犬を伴い外に出ると、澄んだ冷たい朝の空気が肺に広がる。鹿児島の冬はそこだ。年齢のせいか、季節の移り変わりに敏感になってきたようだ。ついでに若い頃のこともよく思い出す。
相澤久道先生に初めてお会いした日のことははっきりしないが、留学から帰国されたばかりの先生は革ジャンをはおり、田舎者の私にも明らかに日本製ではないと分かる革靴を履いて、例のガニ股で歩いておられたはずだ。
救急や人工呼吸管理に魅力を感じている新米医者たちにとって、呼吸生理学は難解そうだが学問と目の前の臨床を繋ぐことに強く惹かれるものだった。そして私は九州大学胸部疾患研究施設 肺生理研究室の門を叩く。
研究室では、しばらく遠ざかっていた数式との再会に戸惑う者、研究を始めてすぐに九州肺機能談話会でのreview talkを指名される厳しさに尻込みする者、様々である。その頃、人工呼吸器、生理学的指標のセンサーや記録装置は高価だったが、もともとモノ作りは得意である。なければ作ればいい。薬理学の故 栗山煕先生や伊東祐之先生に工作器具をお借りして研究装置のほとんどは手作りした。それも楽しく、研究費が乏しいとはあまり感じなかった。

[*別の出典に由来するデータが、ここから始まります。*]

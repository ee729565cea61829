//! ロードバランサー関連リソースの定義

use serde::{Deserialize, Serialize};
use std::collections::BTreeMap;

/// 他リソースへの参照
#[derive(Debug, Clone, PartialEq, Eq, Serialize, Deserialize)]
#[serde(rename_all = "kebab-case")]
pub enum ResourceRef {
    /// 同じスタックで宣言されたリソース名
    Named(String),
    /// スタック外で管理されている既存リソースのARN
    Arn(String),
}

impl ResourceRef {
    pub fn as_named(&self) -> Option<&str> {
        match self {
            ResourceRef::Named(name) => Some(name),
            ResourceRef::Arn(_) => None,
        }
    }

    /// 参照の表示名（ARN参照ならARNそのもの）
    pub fn label(&self) -> &str {
        match self {
            ResourceRef::Named(name) | ResourceRef::Arn(name) => name,
        }
    }
}

/// load-balancer ノード
#[derive(Debug, Clone, Default, PartialEq, Serialize, Deserialize)]
pub struct LoadBalancerSpec {
    pub name: String,

    /// create-only / sync / exists
    pub lifecycle: Option<String>,

    /// internet-facing / internal
    pub scheme: Option<String>,

    pub subnets: Vec<String>,

    /// 所有タグに追加するタグ
    pub tags: BTreeMap<String, String>,
}

/// target-group ノード
#[derive(Debug, Clone, Default, PartialEq, Serialize, Deserialize)]
pub struct TargetGroupSpec {
    pub name: String,
    pub lifecycle: Option<String>,
    pub port: u16,

    /// TCP / TLS / UDP / TCP_UDP
    pub protocol: String,

    pub vpc: String,
    pub health_check: Option<HealthCheckSpec>,
    pub tags: BTreeMap<String, String>,
}

/// health-check ブロック
#[derive(Debug, Clone, Default, PartialEq, Eq, Serialize, Deserialize)]
pub struct HealthCheckSpec {
    pub protocol: Option<String>,

    /// ポート番号または "traffic-port"
    pub port: Option<String>,

    pub interval: Option<u32>,
    pub healthy_threshold: Option<u32>,
    pub unhealthy_threshold: Option<u32>,
}

/// listener ノード
#[derive(Debug, Clone, PartialEq, Serialize, Deserialize)]
pub struct ListenerSpec {
    pub name: String,
    pub lifecycle: Option<String>,
    pub load_balancer: ResourceRef,
    pub target_group: Option<ResourceRef>,
    pub port: u16,

    /// TLS証明書のARN。指定時はTLS、未指定時はTCP
    pub certificate: Option<String>,

    pub ssl_policy: Option<String>,
}
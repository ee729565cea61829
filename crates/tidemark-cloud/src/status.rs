//! Cluster status queries
//!
//! Read-only views of what a backend knows about a running cluster. Field
//! names serialize in camelCase and empty fields are omitted.

use crate::error::Result;
use async_trait::async_trait;
use serde::{Deserialize, Serialize};

/// Observed status of a cluster
#[derive(Debug, Clone, Default, PartialEq, Eq, Serialize, Deserialize)]
#[serde(rename_all = "camelCase")]
pub struct ClusterStatus {
    #[serde(default, skip_serializing_if = "Vec::is_empty")]
    pub etcd_clusters: Vec<EtcdClusterStatus>,
}

#[derive(Debug, Clone, Default, PartialEq, Eq, Serialize, Deserialize)]
#[serde(rename_all = "camelCase")]
pub struct EtcdClusterStatus {
    #[serde(default, skip_serializing_if = "String::is_empty")]
    pub name: String,

    #[serde(default, skip_serializing_if = "Vec::is_empty")]
    pub members: Vec<EtcdMemberStatus>,
}

#[derive(Debug, Clone, Default, PartialEq, Eq, Serialize, Deserialize)]
#[serde(rename_all = "camelCase")]
pub struct EtcdMemberStatus {
    #[serde(default, skip_serializing_if = "String::is_empty")]
    pub name: String,

    /// Backing volume of the member
    #[serde(default, skip_serializing_if = "String::is_empty")]
    pub volume_id: String,
}

/// An address through which the cluster API is reachable.
/// Usually exactly one of `ip` and `hostname` is set.
#[derive(Debug, Clone, Default, PartialEq, Eq, Serialize, Deserialize)]
#[serde(rename_all = "camelCase")]
pub struct ApiIngressStatus {
    #[serde(default, skip_serializing_if = "Option::is_none")]
    pub ip: Option<String>,

    #[serde(default, skip_serializing_if = "Option::is_none")]
    pub hostname: Option<String>,
}

impl ApiIngressStatus {
    pub fn ip(ip: impl Into<String>) -> Self {
        Self {
            ip: Some(ip.into()),
            hostname: None,
        }
    }

    pub fn hostname(hostname: impl Into<String>) -> Self {
        Self {
            ip: None,
            hostname: Some(hostname.into()),
        }
    }
}

/// Backend-specific source of cluster status
#[async_trait]
pub trait StatusStore: Send + Sync {
    async fn find_cluster_status(&self, cluster: &str) -> Result<ClusterStatus>;

    async fn get_api_ingress_status(&self, cluster: &str) -> Result<Vec<ApiIngressStatus>>;
}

私も研修医の頃は、自分の実力も省みず成果があがらないのは先輩や取り巻く環境のせいと、同僚と酒を呷ったこともある。が一方で、故 長野準先生が開設された肺生理研はOBとの交流が深い。故 廣瀬隆士先生は「自分がその研究室の看板となる仕事ができているか、くり返し自分に問うてみよ。胸を張って、日本を率いる意気込みで世界を目指せ。」とお目にかかる度に繰り返された。そして「一番大事なのは、自分の今の成果は偉大な先達の道程にあることを感謝することだ。」これらのお言葉は、私の姿勢の基礎になっている。
相澤先生が逝去されて、もうすぐ二年になる。
相澤先生の肩書きやその形容は様々である。"久留米大学医学部呼吸器・神経・膠原病内科の主任教授"、"九大胸研肺生理研究室の元室長"、University of California San Francisco - Cardiovascular Research InstituteのJay Nadel教授の下で、Dr.Paul O'ByrneやDr . Leonardo Fabbriらと共に "喘息の本態である気道過敏性と気道炎症を結びつけた研究者"。しかし、万人に分かり易い「肺年齢」という指標を広く浸透させて、敬遠される呼吸機能検査を普及させた功績は皆に共通の認識だろう。
一研究者として、井上博雅個人として、相澤先生と交わした話も交わせなかった話も尽きないが、先生はずっと「お前の仕事は人の役に立つのか、先達に恥ない仕事をしているのか。」と問い続けて下さっている気がする。
桃李言わざれども 下自ずから蹊を成す
相澤久道先生ありがとうございました。
2011年 乾いた寒い日が続いた2月11日 雷が響いて珍しく雨の匂いがした夕だった。